I-Mab and HI-Bio announced that the U.S. Food and Drug Administration (FDA) has granted Breakthrough Therapy Designation (BTD) for felzartamab, an investigational CD38 antibody, for the treatment of primarymembranous nephropathy (PMN). The FDA selectively grants Breakthrough Therapy Designation to expedite the development and review of drugs that are intended to treat a serious or life-threatening condition, and preliminary clinical evidence indicates the drug may demonstrate substantial improvement over available therapy on a clinically significant endpoint(s). The designation for felzartamab was based on clinical data submitted to the FDA, including results from M-PLACE, a Phase 1b/2a proof-of-concept, open-label study.
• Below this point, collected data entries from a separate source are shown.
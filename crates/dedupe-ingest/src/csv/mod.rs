//! CSV data file reading.

mod reader;

pub use reader::{CsvRows, read_rows, read_rows_from_reader};
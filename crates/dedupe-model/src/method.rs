//! Normalization methods and composite key layouts.

use serde::{Deserialize, Serialize};
use std::fmt;
use std::str::FromStr;

use crate::ModelError;

/// A named rule deciding when two raw values count as the same.
#[derive(Debug, Clone, Copy, PartialEq, Eq, Hash, Serialize, Deserialize)]
#[serde(rename_all = "snake_case")]
pub enum NormalizationMethod {
    /// Values must match byte for byte.
    Exact,
    /// Values match after lowercasing.
    ExactCaseInsensitive,
    /// Values match after lowercasing and dropping everything outside `[a-z0-9]`.
    ExactLowerAlphanumeric,
}

impl NormalizationMethod {
    pub const ALL: [NormalizationMethod; 3] = [
        NormalizationMethod::Exact,
        NormalizationMethod::ExactCaseInsensitive,
        NormalizationMethod::ExactLowerAlphanumeric,
    ];

    /// Returns the name used in specification files.
    pub fn as_str(&self) -> &'static str {
        match self {
            NormalizationMethod::Exact => "exact",
            NormalizationMethod::ExactCaseInsensitive => "exact_case_insensitive",
            NormalizationMethod::ExactLowerAlphanumeric => "exact_lower_alphanumeric",
        }
    }
}

impl fmt::Display for NormalizationMethod {
    fn fmt(&self, f: &mut fmt::Formatter<'_>) -> fmt::Result {
        f.write_str(self.as_str())
    }
}

impl FromStr for NormalizationMethod {
    type Err = ModelError;

    /// Method names are matched exactly; `"Exact"` is not a method.
    fn from_str(s: &str) -> Result<Self, Self::Err> {
        Self::ALL
            .into_iter()
            .find(|method| method.as_str() == s)
            .ok_or_else(|| ModelError::UnknownMethod(s.to_string()))
    }
}

/// How normalized column values are joined into a composite key.
#[derive(Debug, Clone, Copy, Default, PartialEq, Eq, Hash, Serialize, Deserialize)]
#[serde(rename_all = "kebab-case")]
pub enum KeyMode {
    /// Values are appended with no separator.
    ///
    /// Distinct tuples can alias: `("1", "23")` and `("12", "3")` both
    /// produce `"123"`. Kept as the default for compatibility with existing
    /// specification files and their expected outputs.
    #[default]
    Concatenated,
    /// Each value is written as `<char count>:<value>`, so no two distinct
    /// tuples share a key.
    LengthPrefixed,
}

impl KeyMode {
    pub fn as_str(&self) -> &'static str {
        match self {
            KeyMode::Concatenated => "concatenated",
            KeyMode::LengthPrefixed => "length-prefixed",
        }
    }
}

impl fmt::Display for KeyMode {
    fn fmt(&self, f: &mut fmt::Formatter<'_>) -> fmt::Result {
        f.write_str(self.as_str())
    }
}
use comfy_table::modifiers::{UTF8_ROUND_CORNERS, UTF8_SOLID_INNER_BORDERS};
use comfy_table::presets::UTF8_FULL;
use comfy_table::{Attribute, Cell, CellAlignment, Color, ContentArrangement, Table};

use dedupe_cli::types::DedupeReport;

use crate::cli::SummaryFormatArg;

pub fn print_summary(report: &DedupeReport, format: SummaryFormatArg) -> serde_json::Result<()> {
    match format {
        SummaryFormatArg::Json => {
            println!("{}", serde_json::to_string_pretty(report)?);
        }
        SummaryFormatArg::Text => {
            println!("{}", headline(report));
            match &report.output {
                Some(path) => println!("Output: {}", path.display()),
                None => println!("Output: not written (dry run)"),
            }
            println!("{}", summary_table(report));
        }
    }
    Ok(())
}

fn headline(report: &DedupeReport) -> String {
    format!(
        "Removed {} duplicate(s) from {} row(s).",
        report.duplicates_removed, report.rows_read
    )
}

fn summary_table(report: &DedupeReport) -> Table {
    let mut table = Table::new();
    table.set_header(vec![
        header_cell("Key column"),
        header_cell("Method"),
    ]);
    apply_summary_table_style(&mut table);
    for key in &report.key_columns {
        table.add_row(vec![
            Cell::new(&key.column)
                .fg(Color::Blue)
                .add_attribute(Attribute::Bold),
            Cell::new(key.method),
        ]);
    }
    table.add_row(vec![dim_cell("Key mode"), dim_cell(report.key_mode)]);
    table.add_row(vec![Cell::new("Rows read"), count_cell(report.rows_read, None)]);
    table.add_row(vec![
        Cell::new("Duplicates removed"),
        count_cell(report.duplicates_removed, Some(Color::Yellow)),
    ]);
    table.add_row(vec![
        Cell::new("Rows written"),
        count_cell(report.rows_written, Some(Color::Green)),
    ]);
    if let Some(column) = table.column_mut(1) {
        column.set_cell_alignment(CellAlignment::Right);
    }
    table
}

fn apply_summary_table_style(table: &mut Table) {
    table
        .load_preset(UTF8_FULL)
        .apply_modifier(UTF8_ROUND_CORNERS)
        .apply_modifier(UTF8_SOLID_INNER_BORDERS)
        .set_content_arrangement(ContentArrangement::Dynamic)
        .set_width(100);
}

fn count_cell(count: usize, color: Option<Color>) -> Cell {
    match color {
        Some(color) if count > 0 => Cell::new(count).fg(color).add_attribute(Attribute::Bold),
        _ => Cell::new(count),
    }
}

fn header_cell(label: &str) -> Cell {
    Cell::new(label)
        .fg(Color::Cyan)
        .add_attribute(Attribute::Bold)
}

fn dim_cell<T: ToString>(value: T) -> Cell {
    Cell::new(value).fg(Color::DarkGrey)
}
The final analysis of the M-PLACE study has been accepted as an oral presentation at the American Society of Nephrology (ASN) Kidney Week 2023 Annual Meeting (Abstract TH-OR27), taking place November 1-5, 2023, by Brad Rovin, M.D., Director of the Division of Nephrology at Ohio State University. I-Mab is currently conducting a Phase 3 registrational study of felzartamab in combination with lenalidomide and dexamethasone as a second-line treatment for multiple myeloma (MM) in China with progression-free survival (PFS) as the primary endpoint, with a projected read-out in 2024, followed by a planned BLA submission. Actual results may differ materially from those indicated in the forward-looking statements as a result of various important factors, including but not limited to I-Mab's ability to demonstrate the safety and efficacy of its drug candidates; the clinical results for its drug candidates, which may not support further development or NDA/BLA approval; the content and timing of decisions made by the relevant regulatory authorities regarding regulatory approval of I-Mab's drug candidates; I-Mab's limited operating history and I-Mab's ability To obtain additional funding for operations and to complete the development and commercialization of its drug candidates; and the impact of the COVID-19 pandemic on the Company's clinical development, commercial and other operations, as well as those risks more fully discussed in the "Risk Risk" and the FDA's decision to grant felzartamab Breakthrough Therapy Designation designation to expedite the development and commercialization rights of Felzartamab in Greater China for all indications, with a planned BLA submission.